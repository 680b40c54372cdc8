//! Dynamical matrix in reciprocal space.
//!
//! The blocks hold the Fourier-transformed force constants Φ(q) in Ry/bohr².
//! Frequencies come from the mass-scaled matrix D(q) = Φ(q) / sqrt(Mα Mβ):
//!
//!   ω = sign(λ) sqrt(|λ|),  λ eigenvalue of D(q)
//!
//! so an unstable mode shows up as a negative frequency.

use std::f64::consts::PI;
use nalgebra::{DMatrix, DVector, Vector3};
use num_complex::Complex64;
use crate::error::{Result, SschaError};
use crate::units::K_TO_RY;
use super::Structure;

/// Frequencies at or below this value (Ry) carry no free energy.
const ZERO_FREQUENCY: f64 = 1e-8;
/// Relative tolerance for two atoms to move by the same displacement.
const TRANSLATION_TOLERANCE: f64 = 1e-6;

/// Force constants indexed by q-point, together with the structure they refer to.
///
/// Index 0 of `q_points` and `blocks` is always the zone center.
#[derive(Debug, Clone, PartialEq)]
pub struct DynamicalMatrix {
    pub structure: Structure,
    /// Cartesian q-points in 2π/Å
    pub q_points: Vec<Vector3<f64>>,
    /// Stars of symmetry-equivalent q-points (indices into `q_points`)
    pub q_stars: Vec<Vec<usize>>,
    /// One 3N×3N Hermitian block per q-point
    pub blocks: Vec<DMatrix<Complex64>>,
}

impl DynamicalMatrix {
    pub fn new(
        structure: Structure,
        q_points: Vec<Vector3<f64>>,
        q_stars: Vec<Vec<usize>>,
        blocks: Vec<DMatrix<Complex64>>,
    ) -> Result<Self> {
        if q_points.is_empty() {
            return Err(SschaError::Configuration("a dynamical matrix needs at least the Γ point".into()));
        }
        if q_points[0].norm() > 1e-10 {
            return Err(SschaError::Configuration("the first q-point must be Γ".into()));
        }
        check_blocks(&blocks, q_points.len(), 3 * structure.n_atoms(), "dynamical matrix")?;
        if let Some(&iq) = q_stars.iter().flatten().find(|&&iq| iq >= q_points.len()) {
            return Err(SschaError::Configuration(format!(
                "q-star index {} out of range ({} q-points)", iq, q_points.len()
            )));
        }
        Ok(Self { structure, q_points, q_stars, blocks })
    }

    /// A matrix defined only at the zone center.
    pub fn gamma_only(structure: Structure, block: DMatrix<Complex64>) -> Result<Self> {
        Self::new(structure, vec![Vector3::zeros()], vec![vec![0]], vec![block])
    }

    pub fn n_atoms(&self) -> usize {
        self.structure.n_atoms()
    }

    pub fn nq(&self) -> usize {
        self.blocks.len()
    }

    /// Frequencies (ascending, Ry) and polarization vectors (columns) at `iq`.
    pub fn diagonalize(&self, iq: usize) -> Result<(DVector<f64>, DMatrix<Complex64>)> {
        let block = self.blocks.get(iq)
            .ok_or_else(|| SschaError::mismatch("q-point index", self.nq(), iq))?;
        let masses = &self.structure.masses;

        let dim = block.nrows();
        let scaled = DMatrix::from_fn(dim, dim, |i, j| {
            block[(i, j)] / (masses[i / 3] * masses[j / 3]).sqrt()
        });

        let (eigvals, pols) = hermitian_eigen(&scaled);
        let freqs = eigvals.map(|l| l.signum() * l.abs().sqrt());
        Ok((freqs, pols))
    }

    /// Real-space force constants of the supercell, returned as a Γ-only matrix.
    ///
    /// The q-points must form the full grid commensurate with `supercell`:
    ///
    ///   Φ(Ia, Jb) = 1/Nq Σ_q Φ_ab(q) exp(2πi q·(R_J - R_I))
    ///
    /// with q in 2π/Å and the lattice shifts R in Å.
    pub fn generate_supercell_dyn(&self, supercell: [usize; 3]) -> Result<DynamicalMatrix> {
        let n_cells: usize = supercell.iter().product();
        if n_cells != self.nq() {
            return Err(SschaError::mismatch("q grid for the supercell", n_cells, self.nq()));
        }

        let dim = 3 * self.n_atoms();
        let shifts = self.structure.cell_shifts(supercell);
        let norm = Complex64::new(1.0 / n_cells as f64, 0.0);
        let mut fc = DMatrix::<Complex64>::zeros(dim * n_cells, dim * n_cells);

        for (ci, ri) in shifts.iter().enumerate() {
            for (cj, rj) in shifts.iter().enumerate() {
                let r = rj - ri;
                let mut block = DMatrix::<Complex64>::zeros(dim, dim);
                for (q, phi) in self.q_points.iter().zip(self.blocks.iter()) {
                    block += phi * Complex64::from_polar(1.0, 2.0 * PI * q.dot(&r));
                }
                let block = (block * norm).map(|z| Complex64::new(z.re, 0.0));
                fc.view_mut((ci * dim, cj * dim), (dim, dim)).copy_from(&block);
            }
        }

        DynamicalMatrix::gamma_only(self.structure.generate_supercell(supercell), fc)
    }

    /// Harmonic free energy (Ry) summed over all q-points at `temperature` (K).
    ///
    /// Translations and unstable modes are left out.
    pub fn harmonic_free_energy(&self, temperature: f64) -> Result<f64> {
        let kt = K_TO_RY * temperature;
        let mut free_energy = 0.0;
        for iq in 0..self.nq() {
            let (freqs, _) = self.diagonalize(iq)?;
            for &w in freqs.iter().filter(|&&w| w > ZERO_FREQUENCY) {
                free_energy += 0.5 * w;
                if kt > 0.0 {
                    free_energy += kt * (-(-w / kt).exp()).ln_1p();
                }
            }
        }
        Ok(free_energy)
    }
}

/// Check that `blocks` holds `nq` square blocks of size `dim`.
pub fn check_blocks(blocks: &[DMatrix<Complex64>], nq: usize, dim: usize, what: &'static str) -> Result<()> {
    if blocks.len() != nq {
        return Err(SschaError::mismatch(what, nq, blocks.len()));
    }
    for block in blocks.iter() {
        if block.nrows() != dim {
            return Err(SschaError::mismatch(what, dim, block.nrows()));
        }
        if block.ncols() != dim {
            return Err(SschaError::mismatch(what, dim, block.ncols()));
        }
    }
    Ok(())
}

/// Flag the modes that rigidly translate the whole cell.
///
/// `pols` holds mass-scaled polarization vectors as columns; the mode is a
/// translation when every atom is displaced by the same vector.
pub fn translation_modes(pols: &DMatrix<Complex64>, masses: &[f64]) -> Vec<bool> {
    let nat = masses.len();
    pols.column_iter()
        .map(|mode| {
            let disp: Vec<[Complex64; 3]> = (0..nat)
                .map(|i| {
                    let s = 1.0 / masses[i].sqrt();
                    [mode[3 * i] * s, mode[3 * i + 1] * s, mode[3 * i + 2] * s]
                })
                .collect();

            let scale = disp.iter()
                .map(|d| d.iter().map(|c| c.norm_sqr()).sum::<f64>().sqrt())
                .fold(0.0, f64::max);
            if scale == 0.0 {
                return false;
            }

            disp.iter().all(|d| {
                (0..3).all(|a| (d[a] - disp[0][a]).norm() < TRANSLATION_TOLERANCE * scale)
            })
        })
        .collect()
}

/// Eigen-decomposition of a Hermitian matrix, eigenvalues ascending.
pub(crate) fn hermitian_eigen(block: &DMatrix<Complex64>) -> (DVector<f64>, DMatrix<Complex64>) {
    let eigen = block.clone().symmetric_eigen();
    let n = eigen.eigenvalues.len();

    let mut order: Vec<usize> = (0..n).collect();
    order.sort_by(|&a, &b| eigen.eigenvalues[a].total_cmp(&eigen.eigenvalues[b]));

    let values = DVector::from_iterator(n, order.iter().map(|&i| eigen.eigenvalues[i]));
    let vectors = DMatrix::from_fn(n, n, |r, c| eigen.eigenvectors[(r, order[c])]);
    (values, vectors)
}

/// Rebuild Σ f(λ) v v† from an eigen-decomposition.
pub(crate) fn spectral_map<F>(values: &DVector<f64>, vectors: &DMatrix<Complex64>, f: F) -> DMatrix<Complex64>
where
    F: Fn(f64) -> f64,
{
    let mut scaled = vectors.clone();
    for (mut col, &l) in scaled.column_iter_mut().zip(values.iter()) {
        col *= Complex64::new(f(l), 0.0);
    }
    scaled * vectors.adjoint()
}

#[cfg(test)]
mod tests {
    use super::*;
    use approx::assert_relative_eq;
    use crate::tests::dimer;

    #[test]
    fn test_diagonalize_sorted_and_mass_scaled() {
        let dynmat = dimer(0.5, 1.0, 4.0);
        let (w, pols) = dynmat.diagonalize(0).unwrap();

        // Three translations then the optical triplet at k (1/m1 + 1/m2)
        let optical = (0.5_f64 * (1.0 + 0.25)).sqrt();
        for i in 0..3 {
            assert_relative_eq!(w[i], 0.0, epsilon = 1e-7);
            assert_relative_eq!(w[i + 3], optical, epsilon = 1e-10);
        }
        let trans = translation_modes(&pols, &dynmat.structure.masses);
        assert_eq!(trans, vec![true, true, true, false, false, false]);
    }

    #[test]
    fn test_negative_eigenvalue_gives_negative_frequency() {
        let dynmat = dimer(-0.2, 1.0, 1.0);
        let (w, pols) = dynmat.diagonalize(0).unwrap();
        assert_relative_eq!(w[0], -(0.4_f64).sqrt(), epsilon = 1e-10);
        let trans = translation_modes(&pols, &dynmat.structure.masses);
        assert_eq!(trans.iter().filter(|t| **t).count(), 3);
        assert!(!trans[0]);
    }

    #[test]
    fn test_gamma_supercell_is_identity() {
        let dynmat = dimer(0.5, 1.0, 2.0);
        let sc = dynmat.generate_supercell_dyn([1, 1, 1]).unwrap();
        assert_eq!(sc.blocks[0], dynmat.blocks[0]);
        assert_eq!(sc.structure, dynmat.structure);
    }

    #[test]
    fn test_supercell_requires_full_grid() {
        let dynmat = dimer(0.5, 1.0, 2.0);
        let err = dynmat.generate_supercell_dyn([2, 1, 1]);
        assert!(matches!(err, Err(SschaError::DimensionMismatch { .. })));
    }

    /// Monoatomic chain along x with nearest-neighbour springs, Φ(q) = 2k(1 - cos 2πqa),
    /// on the Γ and zone-boundary points of a two-cell supercell.
    fn chain(k: f64, a: f64) -> DynamicalMatrix {
        let structure = Structure::new(
            vec!["X".into()],
            vec![Vector3::zeros()],
            vec![1.0],
            nalgebra::Matrix3::identity() * a,
        ).unwrap();

        let block_at = |q: f64| {
            let v = 2.0 * k * (1.0 - (2.0 * PI * q * a).cos());
            DMatrix::from_diagonal(&DVector::from_element(3, Complex64::new(v, 0.0)))
        };
        let q_x = 1.0 / (2.0 * a);
        DynamicalMatrix::new(
            structure,
            vec![Vector3::zeros(), Vector3::new(q_x, 0.0, 0.0)],
            vec![vec![0], vec![1]],
            vec![block_at(0.0), block_at(q_x)],
        ).unwrap()
    }

    #[test]
    fn test_two_cell_supercell_preserves_sum_rule() {
        let k = 0.3;
        let sc = chain(k, 2.0).generate_supercell_dyn([2, 1, 1]).unwrap();
        let fc = &sc.blocks[0];
        assert_eq!(fc.nrows(), 6);

        // Rows sum to zero over atoms for each Cartesian pair
        for row in 0..6 {
            let total: f64 = (0..2).map(|j| fc[(row, 3 * j + row % 3)].re).sum();
            assert_relative_eq!(total, 0.0, epsilon = 1e-12);
        }
        assert_relative_eq!(fc[(0, 0)].re, 2.0 * k, epsilon = 1e-12);
        assert_relative_eq!(fc[(0, 3)].re, -2.0 * k, epsilon = 1e-12);
        assert_relative_eq!((fc - fc.adjoint()).norm(), 0.0, epsilon = 1e-12);
    }

    #[test]
    fn test_two_cell_supercell_modes() {
        let k = 0.3;
        let sc = chain(k, 2.0).generate_supercell_dyn([2, 1, 1]).unwrap();
        let (w, pols) = sc.diagonalize(0).unwrap();

        // Acoustic triplet from Γ, zone-boundary triplet at sqrt(4k)
        let trans = translation_modes(&pols, &sc.structure.masses);
        assert_eq!(trans, vec![true, true, true, false, false, false]);
        for i in 3..6 {
            assert_relative_eq!(w[i], (4.0 * k).sqrt(), epsilon = 1e-10);
        }
    }

    #[test]
    fn test_harmonic_free_energy() {
        // Soft spring so that the thermal term is not lost next to ω/2 at 300 K
        let dynmat = dimer(1e-5, 1.0, 1.0);
        let (w, _) = dynmat.diagonalize(0).unwrap();
        let optical: Vec<f64> = w.iter().copied().filter(|w| *w > 1e-8).collect();
        assert_eq!(optical.len(), 3);

        let zero_point: f64 = optical.iter().map(|w| 0.5 * w).sum();
        assert_relative_eq!(dynmat.harmonic_free_energy(0.0).unwrap(), zero_point, epsilon = 1e-12);

        let kt = K_TO_RY * 300.0;
        let expected: f64 = optical.iter()
            .map(|w| 0.5 * w + kt * (1.0 - (-w / kt).exp()).ln())
            .sum();
        let thermal = dynmat.harmonic_free_energy(300.0).unwrap();
        assert_relative_eq!(thermal, expected, max_relative = 1e-10);
        assert!(thermal < zero_point);
    }

    #[test]
    fn test_spectral_map_identity() {
        let dynmat = dimer(0.5, 1.0, 3.0);
        let (l, v) = hermitian_eigen(&dynmat.blocks[0]);
        let rebuilt = spectral_map(&l, &v, |x| x);
        assert_relative_eq!((rebuilt - &dynmat.blocks[0]).norm(), 0.0, epsilon = 1e-12);
    }
}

• • • •

» **PROBLEM DETAILS**: All that is needed is a number: how many lines in the data above contain the string "space".

» **PROBLEM SOLUTION**: 2